Vicious Lips – The First Five


Well, we’ve got E over at theipc to thank for this entry into The First Five.  😉  I haven’t done one of these in quite awhile and honestly I didn’t mean to do one now but my gods was this atrocious!!  Okay, not entirely E’s fault as he didn’t know – he just wanted me to a guest post over on his site and found this streaming on Netflix and suggested it and since it was already in my queue I ran with it.  Now I feel compelled to warn the world – AVOID.  Just AVOID at ALL costs.  And just forgive any cursing that may happen from this point forward, please? Geez Louise….

WHAT THE FUCK, VICIOUS LIPS??  WHAT THE FUCK??  Okay, gotta be honest here – this is really the first 22 minutes.  That’s the point where I gave in and emailed E and told him what was going on and he started yelling, “Abort!

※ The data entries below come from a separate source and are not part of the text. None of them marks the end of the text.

//! SQL rendition of the listing engine.
//!
//! Count and page queries share one predicate builder and run inside a
//! single read-only snapshot, so `total` always describes the rows the page
//! was cut from.

use sqlx::{FromRow, PgPool, Postgres, QueryBuilder, postgres::PgRow};
use vellum_model::{ListQuery, Page, PageRequest, SortDirection};

use super::{ListableEntity, OrganizationMatch, ScopePredicate, non_blank};
use crate::error::{CatalogError, Result};

pub trait PgListable: ListableEntity {
    const TABLE: &'static str;
    /// Column list for the page query.
    const COLUMNS: &'static str;
    const SEARCH_COLUMN: &'static str;

    type Row: for<'r> FromRow<'r, PgRow> + Send + Unpin;

    /// Appends ` AND ...` clauses for every set, non-search filter.
    fn push_filters(
        builder: &mut QueryBuilder<'static, Postgres>,
        filters: &Self::Filters,
    );

    /// Allow-listed ORDER BY expression for a sort key.
    fn sort_expression(key: Self::SortKey) -> &'static str;

    fn decode(row: Self::Row) -> Result<Self::Record>;
}

pub async fn fetch_page<E: PgListable>(
    pool: &PgPool,
    scope: &ScopePredicate,
    query: &ListQuery<E::Filters, E::SortKey>,
    page: PageRequest,
) -> Result<Page<E::Record>> {
    let mut tx = pool.begin().await.map_err(|e| {
        CatalogError::Internal(format!("Failed to begin listing: {}", e))
    })?;

    sqlx::query("SET TRANSACTION ISOLATION LEVEL REPEATABLE READ, READ ONLY")
        .execute(&mut *tx)
        .await
        .map_err(|e| {
            CatalogError::Internal(format!(
                "Failed to open listing snapshot: {}",
                e
            ))
        })?;

    let mut count = QueryBuilder::<Postgres>::new(format!(
        "SELECT COUNT(*) FROM {} WHERE ",
        E::TABLE
    ));
    push_predicate::<E>(&mut count, scope, &query.filters);

    let total: i64 = count
        .build_query_scalar()
        .fetch_one(&mut *tx)
        .await
        .map_err(|e| {
            CatalogError::Internal(format!(
                "Failed to count {}: {}",
                E::TABLE,
                e
            ))
        })?;

    let mut select = QueryBuilder::<Postgres>::new(format!(
        "SELECT {} FROM {} WHERE ",
        E::COLUMNS,
        E::TABLE
    ));
    push_predicate::<E>(&mut select, scope, &query.filters);

    let direction = match query.direction {
        SortDirection::Ascending => " ASC",
        SortDirection::Descending => " DESC",
    };
    select
        .push(" ORDER BY ")
        .push(E::sort_expression(query.sort))
        .push(direction)
        .push(" NULLS LAST, id ASC LIMIT ")
        .push_bind(i64::from(page.limit_or_default()))
        .push(" OFFSET ")
        .push_bind(i64::try_from(page.offset()).unwrap_or(i64::MAX));

    let rows = select
        .build_query_as::<E::Row>()
        .fetch_all(&mut *tx)
        .await
        .map_err(|e| {
            CatalogError::Internal(format!(
                "Failed to list {}: {}",
                E::TABLE,
                e
            ))
        })?;

    tx.commit().await.map_err(|e| {
        CatalogError::Internal(format!("Failed to close listing: {}", e))
    })?;

    let items = rows
        .into_iter()
        .map(E::decode)
        .collect::<Result<Vec<_>>>()?;

    Ok(Page::new(items, page, u64::try_from(total).unwrap_or_default()))
}

/// Scope clauses first, unconditionally; caller filters after.
fn push_predicate<E: PgListable>(
    builder: &mut QueryBuilder<'static, Postgres>,
    scope: &ScopePredicate,
    filters: &E::Filters,
) {
    builder
        .push("owner_id = ")
        .push_bind(scope.owner_id.to_uuid())
        .push(" AND deleted_at IS NULL");

    if let OrganizationMatch::Exactly(org) = scope.organization {
        match org {
            Some(org) => {
                builder
                    .push(" AND organization_id = ")
                    .push_bind(org.to_uuid());
            }
            None => {
                builder.push(" AND organization_id IS NULL");
            }
        }
    }

    E::push_filters(builder, filters);

    if let Some(search) = non_blank(E::search_text(filters)) {
        builder
            .push(" AND ")
            .push(E::SEARCH_COLUMN)
            .push(" ILIKE ")
            .push_bind(format!("%{}%", escape_like_literal(search)))
            .push(" ESCAPE E'\\\\'");
    }
}

pub(crate) fn escape_like_literal(input: &str) -> String {
    let mut out = String::with_capacity(input.len());
    for ch in input.chars() {
        match ch {
            '\\' => out.push_str("\\\\"),
            '%' => out.push_str("\\%"),
            '_' => out.push_str("\\_"),
            other => out.push(other),
        }
    }
    out
}

#[cfg(test)]
mod tests {
    use super::escape_like_literal;

    #[test]
    fn like_metacharacters_are_escaped() {
        assert_eq!(escape_like_literal("100%_off\\"), "100\\%\\_off\\\\");
        assert_eq!(escape_like_literal("plain"), "plain");
    }
}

Abort!” and then there was this whole bit of mass confusion and well…yeah…I honestly don’t have a clue what this is supposed to be about other than a rock band in space.  I think.

This was there...

This was there…

Basically all I got from what I watched was this:

  • Dude looks like a lady!
  • Yowza at that guys teeth – somebody should’ve invested in braces when they were a kiddo.
  • It’s like Street Trash meets High School Musical meets The Jetsons.
  • Oh and there’s Judy Jetson?  And she sings like a guy.  Really?  Why is her name now Trudy?
  • What??  Oh wow.  Judy/Trudy has obviously been some sort of mindwashed and The Dream appears to be her trigger word because now there is some crazy punk rock video epicness happening!
  • I don’t even know if this movie is SUPPOSED to make sense.  Why did that guy just lose an eyeball?
  • Geez, if this is what MTV was like, I’m so glad I missed out on it.  This is headache inducing.
  • Wait, now Judy/Trudy can sing?  Like a girl?  And well?
  • Why did we just hear someone’s thoughts?  Is telepathy coming into play?  Or was that just a weird choice in narrative?
  • At this point, I’m just waiting for everyone in this movie to die.  That would make me happy.
  • And now Judy/Trudy has a Southern accent.  Oh for the love of…
  • Eric, I want you to know that you are NEVER picking out another movie for me to watch EVER.  Between this and The Sinful Dwarf, I’m pretty sure you hate me, which is sad-making because I am AWESOME.
  • Oh yes, filming things in neon red light makes it all SO much better.
  • Worst dance party ever.
  • So many montages.  And we’re only 22 minutes in.
  • Yeah, I want to be on drugs right now too, lady.
  • At least that one woman is dressed like a Christmas tree so this film is kind of in the spirit of the season.
  • Did I even mention that there’s spaceships? No?  Yeah, there are.
  • Spaceship crashed.  Unfortunately it looks like everyone’s still alive.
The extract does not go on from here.